As the youth uttered the words the man who had fallen picked himself up in a dazed way. He walked a few paces in one direction and then turned and walked in another. Clearly he did not know what he was doing.
“He has been struck and is hurt,” said Joseph Morris. “Hello, come this way!” he called out. “Come this way!”
The man at first paid no attention, but presently he came towards them, reeling and staggering from weakness. One arrow was sticking through his arm, and the second had grazed the back of his head.
“Save me!” he moaned. “Don’t let the—them ki—kill me!”
“We’ll do what we can for you,” answered Joseph Morris, and ran to take the man by the arm. He was an utter stranger, tall and slim, with curly black hair and dark eyes. His clothing had once been of the best, but was now much soiled and in rags.
“The Indians—they are all coming!” gasped the man, when he felt able to speak once more. “They have plotted to fall upon a pack-train bound for th—the we—west.
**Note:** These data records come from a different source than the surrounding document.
//! FTP Protocol implementation
//!
//! Handles FTP command parsing, dispatch, and response generation.

pub mod commands;
pub mod handlers;
pub mod responses;

pub use commands::{Command, CommandStatus, parse_command};
pub use handlers::{CommandResult, handle_command};
pub use responses::Reply;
I was their prisoner and thought to—to get to the pack-train and warn them of——” He tried to go on, but could not, and sank a leaden weight in Joseph Morris’s arms.
“Poor fellow, he is almost done for,” said one of the frontiersmen. “I don’t think he will live.”
“Let us carry him into camp,” answered Joseph Morris. “He may not be so badly hurt as you think.”
The two frontiersmen who had come up with Mr. Morris picked the senseless form up and hurried to the camp with it, where they did what they could for the sufferer. In the meantime Joseph Morris did a little scouting around, but could see nothing more of the Indians.
“The alarm has frightened them off for the time being,” said Mr. Morris. “They may be too cowardly to attack us while we are wide-awake and on the watch.”